# Windowbuilder - Icon für Button einbinden



## Bolic (1. Feb 2013)

Hallo Freunde,

leider kann ich irgendwie nicht eine richtig gute Antwort für meine Frage ergooglen:

Man kann direkt über eine integrierte Funktion ein Bild/Icon für einen Button einfügen.
Dort kann man nun aber auf verschiedene Weisen einbinden:
Classpath resource und absolute path in file system.

Welche Vor- und Nachteile haben diese beiden Optionen? Wenn ich die classpath resource nehmen soll, wie bindet man die Bilder wo ein, damit sie dort angezeigt werden?


Zweite Frage: ich habe nun ein icon 40x30 px über die zweite Option eingebunden. Wenn ich das Programm ausführe wird alles in seiner richtigen größe angezeigt, jedoch im design modus des Windowbuilders wird das icon meeeeeega groß angezeigt und überdeckt alles andere....


Vielen Dank für eure Mühen


----------



## turtle (2. Feb 2013)

Zur ersten Frage


> Classpath resource und absolute path in file system.


Eine Resource über absoluten Pfad ist zwar schnell eingerichtet, macht aber Probleme, wenn dein Programm auf einem anderen Rechner laufen soll, wo der Pfad (wahrscheinlich) nicht gültig ist.
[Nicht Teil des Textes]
impl AdvisorConfig {
    /// Create a new configuration from command line arguments and optional config file
    pub fn from_args() -> Result<Self, ConfigError> {
        let args = CliArgs::parse();
        Self::from_cli_args(args)
    }

    /// Create configuration from parsed CLI arguments
    pub fn from_cli_args(args: CliArgs) -> Result<Self, ConfigError> {
        let mut config = Self::default();

        if let Some(config_path) = &args.config {
            config = Self::from_file(config_path)?;
        }

        // CLI takes precedence
        Self::apply_cli_overrides(&mut config, args);

        Ok(config)
    }

    /// Load configuration from a JSON file
    pub fn from_file<P: AsRef<Path>>(path: P) -> Result<Self, ConfigError> {
        let path = path.as_ref();

        if !path.exists() {
            return Err(ConfigError::FileNotFound(path.display().to_string()));
        }

        match path.extension().and_then(|ext| ext.to_str()) {
            Some("json") => {
                let content = fs::read_to_string(path)?;
                let config_file: ConfigFile = serde_json::from_str(&content)?;
                Ok(Self::from_config_file(config_file))
            }
            Some(ext) => Err(ConfigError::UnsupportedFormat(ext.to_string())),
            None => Err(ConfigError::UnsupportedFormat("no extension".to_string())),
        }
    }

    /// Create configuration from a config file, merging with defaults
    fn from_config_file(config_file: ConfigFile) -> Self {
        let defaults = Self::default();

        Self {
            roster_path: config_file.roster_path.or(defaults.roster_path),
            compatibility_table_path: config_file
                .compatibility_table_path
                .or(defaults.compatibility_table_path),
            facility_id: config_file.facility_id.or(defaults.facility_id),
            district: config_file.district.or(defaults.district),
            max_distance_km: config_file.max_distance_km.unwrap_or(defaults.max_distance_km),
            limit: config_file.limit.unwrap_or(defaults.limit),
            output_format: config_file.output_format.unwrap_or(defaults.output_format),
            demo_facility_count: config_file
                .demo_facility_count
                .unwrap_or(defaults.demo_facility_count),
            seed: config_file.seed.or(defaults.seed),
        }
    }

    /// Apply CLI argument overrides to configuration
    fn apply_cli_overrides(config: &mut Self, args: CliArgs) {
        if let Some(value) = args.roster {
            config.roster_path = Some(value);
        }
        if let Some(value) = args.compatibility_table {
            config.compatibility_table_path = Some(value);
        }
        if let Some(value) = args.facility_id {
            config.facility_id = Some(FacilityId(value));
        }
        if let Some(value) = args.district {
            config.district = Some(value);
        }
        if let Some(value) = args.max_distance_km {
            config.max_distance_km = value;
        }
        if let Some(value) = args.limit {
            config.limit = value;
        }
        if let Some(value) = args.output_format {
            config.output_format = value;
        }
        if let Some(value) = args.demo_facilities {
            config.demo_facility_count = value;
        }
        if let Some(value) = args.seed {
            config.seed = Some(value);
        }
    }

    /// Save configuration to a JSON file
    pub fn save_to_file<P: AsRef<Path>>(&self, path: P) -> Result<(), ConfigError> {
        let content = serde_json::to_string_pretty(self)?;
        fs::write(path, content)?;
        Ok(())
    }

    /// Print configuration as JSON
    pub fn print_json(&self) -> Result<String, ConfigError> {
        Ok(serde_json::to_string_pretty(self)?)
    }

    /// Validate the configuration parameters
    pub fn validate(&self) -> Result<(), ConfigValidationError> {
        if !self.max_distance_km.is_finite() || self.max_distance_km <= 0.0 {
            return Err(ConfigValidationError::InvalidMaxDistance(self.max_distance_km));
        }

        if self.limit == 0 {
            return Err(ConfigValidationError::InvalidLimit(self.limit));
        }

        if self.get_output_format().is_err() {
            return Err(ConfigValidationError::InvalidOutputFormat(self.output_format.clone()));
        }

        if self.roster_path.is_none() && self.demo_facility_count == 0 {
            return Err(ConfigValidationError::MissingRoster);
        }

        Ok(())
    }

    /// Get the output format as an enum value
    pub fn get_output_format(&self) -> Result<OutputFormat, String> {
        self.output_format.parse()
    }

    /// Whether the roster should be generated rather than read from disk
    pub fn uses_demo_roster(&self) -> bool {
        self.roster_path.is_none() && self.demo_facility_count > 0
    }
}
Zweites Problem ist, das das Deployment deines Programms aus der Bereitstellung der JAR besteht UND du den Ordner mit den Bildern hinzupacken musst.

Daher ist der erste Vorschlag, das Bild über den Classpath zu laden eindeutig der bessere. Zum Beispiel kannst du dann aus der JAR_Datei deines Programms auch direkt die Bilder laden und anzeigen.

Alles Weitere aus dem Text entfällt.